LogPPT
LogPPT copied to clipboard
ValueError: Sample larger than population or is negative
Dear @vanhoanglepsa
When I am running python3 fewshot_sampling.py, It gives an error on Hadoop log.
HDFS
{'log_file': 'HDFS/HDFS_2k.log', 'log_format': '<Date> <Time> <Pid> <Level> <Component>: <Content>'}
Hadoop
{'log_file': 'Hadoop/Hadoop_2k.log', 'log_format': '<SessionId> <Date> <Time> <Level> \\[<Process>\\] <Component>: <Content>'}
Traceback (most recent call last):
File "fewshot_sampling.py", line 48, in <module>
samples_ids = adaptive_random_sampling(shuffle(content), shot)

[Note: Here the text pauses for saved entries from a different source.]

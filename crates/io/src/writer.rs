//! Results, summary and corrected-series writers.

use std::collections::BTreeMap;
use std::path::Path;

use hydrobias_crossval::{CorrectedValue, GaugeStatus, ResultRow, SummaryRow};
use hydrobias_metrics::Metrics;
use parquet::file::properties::WriterProperties;
use tracing::debug;

use crate::csv_write;
use crate::error::IoError;
use crate::parquet_write;
use crate::validate::ValidationCollector;

/// Compression algorithm for Parquet output.
#[derive(Debug, Clone, Copy, Default, PartialEq, Eq)]
pub enum Compression {
    /// No compression.
    None,
    /// Snappy compression (fast, moderate ratio).
    #[default]
    Snappy,
    /// Zstd compression (slower, better ratio).
    Zstd,
}

impl Compression {
    /// Converts to the corresponding `parquet::basic::Compression` variant.
    fn to_parquet(self) -> Result<parquet::basic::Compression, IoError> {
        Ok(match self {
            Self::None => parquet::basic::Compression::UNCOMPRESSED,
            Self::Snappy => parquet::basic::Compression::SNAPPY,
            Self::Zstd => {
                let level = parquet::basic::ZstdLevel::try_new(3)?;
                parquet::basic::Compression::ZSTD(level)
            }
        })
    }
}

/// Configuration for writing the results table to Parquet.
#[derive(Debug, Clone)]
pub struct WriterConfig {
    compression: Compression,
    /// Maximum number of rows per row group.
    row_group_size: usize,
}

impl Default for WriterConfig {
    fn default() -> Self {
        Self {
            compression: Compression::default(),
            row_group_size: 1_000_000,
        }
    }
}

impl WriterConfig {
    /// Sets the compression algorithm.
    pub fn with_compression(mut self, comp: Compression) -> Self {
        self.compression = comp;
        self
    }

    /// Sets the maximum number of rows per row group.
    pub fn with_row_group_size(mut self, size: usize) -> Self {
        self.row_group_size = size;
        self
    }

    pub fn compression(&self) -> Compression {
        self.compression
    }

    /// Validates this configuration.
    ///
    /// # Errors
    ///
    /// Returns [`IoError::Validation`] if `row_group_size` is zero.
    fn validate(&self) -> Result<(), IoError> {
        let mut c = ValidationCollector::new();
        if self.row_group_size == 0 {
            c.push("row_group_size must be greater than 0");
        }
        c.finish()
    }
}

const RESULT_KEYS: [&str; 4] = ["gauge_id", "type", "quantiles", "fold"];
const SUMMARY_KEYS: [&str; 4] = ["gauge_id", "type", "quantiles", "n_folds"];

/// Write the results table to Parquet.
///
/// Unavailable metrics are written as nulls.
///
/// # Errors
///
/// Returns [`IoError::Validation`] if the configuration is invalid, or
/// [`IoError::Parquet`] / [`IoError::Io`] if conversion or file I/O fails.
pub fn write_results_parquet(
    path: &Path,
    rows: &[ResultRow],
    config: &WriterConfig,
) -> Result<(), IoError> {
    config.validate()?;

    let schema = parquet_write::build_schema();
    let props = WriterProperties::builder()
        .set_compression(config.compression.to_parquet()?)
        .set_max_row_group_size(config.row_group_size)
        .build();

    let batch = parquet_write::results_to_record_batch(rows, &schema)?;
    parquet_write::write_batches(path, &[batch], &schema, props)?;

    debug!(path = %path.display(), n_rows = rows.len(), "wrote results parquet");
    Ok(())
}

/// Write the results table to CSV.
///
/// Unavailable metrics are written as empty cells.
///
/// # Errors
///
/// Returns [`IoError::Io`] or [`IoError::Csv`] on write failure.
pub fn write_results_csv(path: &Path, rows: &[ResultRow]) -> Result<(), IoError> {
    let mut w = csv_write::create(path)?;
    w.write_record(RESULT_KEYS.iter().chain(Metrics::NAMES.iter()))?;
    for r in rows {
        let keys = [
            r.gauge_id.to_string(),
            r.correction.to_string(),
            r.quantiles_label(),
            r.fold.clone(),
        ];
        w.write_record(keys.into_iter().chain(csv_write::metric_cells(&r.metrics)))?;
    }
    w.flush()?;

    debug!(path = %path.display(), n_rows = rows.len(), "wrote results csv");
    Ok(())
}

/// Write per-setting median metrics to CSV.
///
/// # Errors
///
/// Returns [`IoError::Io`] or [`IoError::Csv`] on write failure.
pub fn write_summary_csv(path: &Path, rows: &[SummaryRow]) -> Result<(), IoError> {
    let mut w = csv_write::create(path)?;
    w.write_record(SUMMARY_KEYS.iter().chain(Metrics::NAMES.iter()))?;
    for s in rows {
        let keys = [
            s.gauge_id.to_string(),
            s.correction.to_string(),
            s.quantiles.map_or_else(|| "raw".to_string(), |q| q.to_string()),
            s.n_folds.to_string(),
        ];
        w.write_record(keys.into_iter().chain(csv_write::metric_cells(&s.median)))?;
    }
    w.flush()?;
    Ok(())
}

/// Write a corrected series as `date,q_cor`.
///
/// # Errors
///
/// Returns [`IoError::Io`] or [`IoError::Csv`] on write failure.
pub fn write_corrected_csv(path: &Path, values: &[CorrectedValue]) -> Result<(), IoError> {
    let mut w = csv_write::create(path)?;
    w.write_record(["date", "q_cor"])?;
    for v in values {
        w.write_record([v.date.format("%Y-%m-%d").to_string(), v.q_cor.to_string()])?;
    }
    w.flush()?;

    debug!(path = %path.display(), n_rows = values.len(), "wrote corrected series");
    Ok(())
}

/// Write the per-gauge status of a run as a JSON object keyed by gauge id.
///
/// # Errors
///
/// Returns [`IoError::Json`] or [`IoError::Io`] on failure.
pub fn write_status_json(
    path: &Path,
    statuses: &BTreeMap<u32, GaugeStatus>,
) -> Result<(), IoError> {
    let json = serde_json::to_string_pretty(statuses)?;
    std::fs::write(path, json)?;
    Ok(())
}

File "/media/cvpr/CM_1/LogPPT/logppt/sampling/__init__.py", line 56, in adaptive_random_sampling
candidate_set = [(x, logs[x]) for x in range(len(logs)) if x in random.sample(range(len(logs)), n_candidate)]
File "/media/cvpr/CM_1/LogPPT/logppt/sampling/__init__.py", line 56, in <listcomp>
candidate_set = [(x, logs[x]) for x in range(len(logs)) if x in random.sample(range(len(logs)), n_candidate)]
File "/home/cvpr/anaconda3/envs/timm_tutorials/lib/python3.7/random.py", line 321, in sample
raise ValueError("Sample larger than population or is negative")
ValueError: Sample larger than population or is negative
Hi @khawar-islam
The error is caused by some modifications we made for other experimental settings. We've updated a version to fix this issue. Please find the new sampling code here. Please update to the latest version to fix this issue.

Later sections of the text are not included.